His mouth dried. “Excuse me?”

“When you’re rude to people, you set a precedent. No need to try, no need to make nice when people don’t expect it of you. Then you can hide in your Kent estate or your secret London club or wherever and just...” She threw her hands up in the air, as if trying to physically grab onto the words that eluded her. “Just wallow in your pain and misery.”

“Wallow?”

If she caught the dangerous edge to his voice, she didn’t show it as she held his gaze.

“Yes. I lost my mother a few years ago. I know it’s hard to move on from—”

“You know nothing.”

He ground the words out, watched as her eyes widened in alarm. She saw too much, made him want too much, feel too damned much. She had the perception, the power, to rip away every wall he’d built and leave him with nothing except the pain he’d managed to keep at bay for thirteen years.
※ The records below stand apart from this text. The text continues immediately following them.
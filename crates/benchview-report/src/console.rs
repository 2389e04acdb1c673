// Dweve Benchview - Benchmark Analysis & Reporting
//
// Copyright (c) 2025 Dweve IP B.V. and individual contributors.
//
// SPDX-License-Identifier: Apache-2.0
//
// Licensed under the Apache License, Version 2.0 (the "License");
// you may not use this file except in compliance with the License.
// You may obtain a copy of the License in the LICENSE file at the
// root of this repository or at: http://www.apache.org/licenses/LICENSE-2.0
//
// Unless required by applicable law or agreed to in writing, software
// distributed under the License is distributed on an "AS IS" BASIS,
// WITHOUT WARRANTIES OR CONDITIONS OF ANY KIND, either express or implied.
// See the License for the specific language governing permissions and
// limitations under the License.

//! Console output for the run: skip diagnostics and the final summary.
//!
//! Diagnostics go to stderr, the summary to stdout. This is the only place
//! wall-clock time appears; the written artifacts stay timestamp-free so
//! reruns over unchanged inputs are byte-identical.

use benchview_core::{LoadOutcome, SkippedFile};
use chrono::Utc;
use colored::Colorize;
use std::path::PathBuf;

/// Prints one diagnostic line per skipped file to stderr.
pub fn print_skip_diagnostics(skipped: &[SkippedFile]) {
    for skip in skipped {
        eprintln!(
            "{} {}: {}",
            "skipped".yellow().bold(),
            skip.path.display(),
            skip.error
        );
    }
}

/// Prints the run summary: load counts, completion time, written artifacts.
pub fn print_run_summary(outcome: &LoadOutcome, artifacts: &[PathBuf]) {
    println!("\n{}", "=".repeat(72));
    println!("BENCHMARK ANALYSIS SUMMARY");
    println!("{}", "=".repeat(72));
    println!("Completed: {}", Utc::now().to_rfc3339());

    let loaded = format!("{} file(s) loaded", outcome.loaded).green();
    if outcome.skipped.is_empty() {
        println!("{}", loaded);
    } else {
        println!(
            "{}, {}",
            loaded,
            format!("{} skipped", outcome.skipped.len()).red()
        );
    }

    if !artifacts.is_empty() {
        println!("\nArtifacts:");
        for path in artifacts {
            println!("  {}", path.display());
        }
    }
}
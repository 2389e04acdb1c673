// Dweve Benchview - Benchmark Analysis & Reporting
//
// Copyright (c) 2025 Dweve IP B.V. and individual contributors.
//
// SPDX-License-Identifier: Apache-2.0
//
// Licensed under the Apache License, Version 2.0 (the "License");
// you may not use this file except in compliance with the License.
// You may obtain a copy of the License in the LICENSE file at the
// root of this repository or at: http://www.apache.org/licenses/LICENSE-2.0
//
// Unless required by applicable law or agreed to in writing, software
// distributed under the License is distributed on an "AS IS" BASIS,
// WITHOUT WARRANTIES OR CONDITIONS OF ANY KIND, either express or implied.
// See the License for the specific language governing permissions and
// limitations under the License.

//! The run pipeline: load, aggregate, render, summarize.

use crate::error::CliError;
use benchview_core::{aggregate_all, load_results, DEFAULT_PATTERN};
use benchview_report::{console, write_charts, write_reports};
use std::path::PathBuf;

/// Options for one `benchview` run. Every field has a default that matches
/// the bare, no-argument invocation.
#[derive(Debug, Clone)]
pub struct RunOptions {
    /// Directory scanned for result files.
    pub input_dir: PathBuf,
    /// Glob pattern matched against result file names.
    pub pattern: String,
    /// Directory receiving reports and charts.
    pub output_dir: PathBuf,
    /// Suppress skip diagnostics and the run summary.
    pub quiet: bool,
}

impl Default for RunOptions {
    fn default() -> Self {
        Self {
            input_dir: PathBuf::from("."),
            pattern: DEFAULT_PATTERN.to_string(),
            output_dir: PathBuf::from("."),
            quiet: false,
        }
    }
}

/// What a completed run did, for the caller and for tests.
#[derive(Debug)]
pub struct RunSummary {
    /// Files that contributed records.
    pub loaded: usize,
    /// Files skipped with a diagnostic.
    pub skipped: usize,
    /// Artifact paths written, reports then charts.
    pub artifacts: Vec<PathBuf>,
}

/// Executes the full pipeline.
///
/// Per-file failures are reported and skipped; the run only fails when no
/// file matched the pattern at all, the input directory is unusable, or an
/// output artifact cannot be written.
pub fn run(options: &RunOptions) -> Result<RunSummary, CliError> {
    let outcome = load_results(&options.input_dir, &options.pattern)?;

    if outcome.loaded == 0 && outcome.skipped.is_empty() {
        return Err(CliError::NoInputFiles {
            dir: options.input_dir.clone(),
            pattern: options.pattern.clone(),
        });
    }

    if !options.quiet {
        console::print_skip_diagnostics(&outcome.skipped);
    }

    let set = aggregate_all(&outcome.results);

    let mut artifacts = write_reports(&set, &options.output_dir)?;
    artifacts.extend(write_charts(&set, &options.output_dir)?);

    if !options.quiet {
        console::print_run_summary(&outcome, &artifacts);
    }

    Ok(RunSummary {
        loaded: outcome.loaded,
        skipped: outcome.skipped.len(),
        artifacts,
    })
}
She threatened his very sanity. He needed her gone, out of his office, out of his life.

Now.

“Don’t try to build a bridge between us, Miss Sutton. There is no common ground. Yes, we both lost our mothers. But that is where the similarities between us end. If you think sharing the woe is me details of your life will somehow make me sign that contract, then think again.”

Too far.

He’d gone too far. She didn’t cry, didn’t yell, didn’t even blink. But he could feel the change in the air, the cold creep in as her heart hardened against him and his reckless words.

Ashamed, his eyes flickered to the side, caught sight of his reflection in the glass of a painting hanging on the wall. The scars twisting down his face, distorting his once handsome visage into something unnatural and beastly.

Monstrous.

That was what Kacey had called him. And she was right. The way he acted could be monstrous. But how else could he protect himself?

“No, I don’t know your whole story, Mr. Lykaois, or what losing your mother was like.” The compassion beneath her cool words only deepened his guilt. “I think you’re punishing yourself.” A board creaked. The scent of jasmine grew stronger, sweet yet seductive. “But have you ever stopped to think, for even one moment, that you’re punishing everyone else around you, too?”

It was as if someone had reached down his throat, wrapped their hands around his lungs and squeezed every ounce of air from his body. He couldn’t speak, could barely think, as the shocking weight of her words penetrated and left him adrift in a new reality.

One where, once again, he had made himself the center of it all.

He recovered just enough to say what he should have said the moment she came to his office door.

“Get out.” The icy calm in his voice belied the storm raging inside him.

With the faintest rustling of her skirt, Rosalind turned and did exactly that.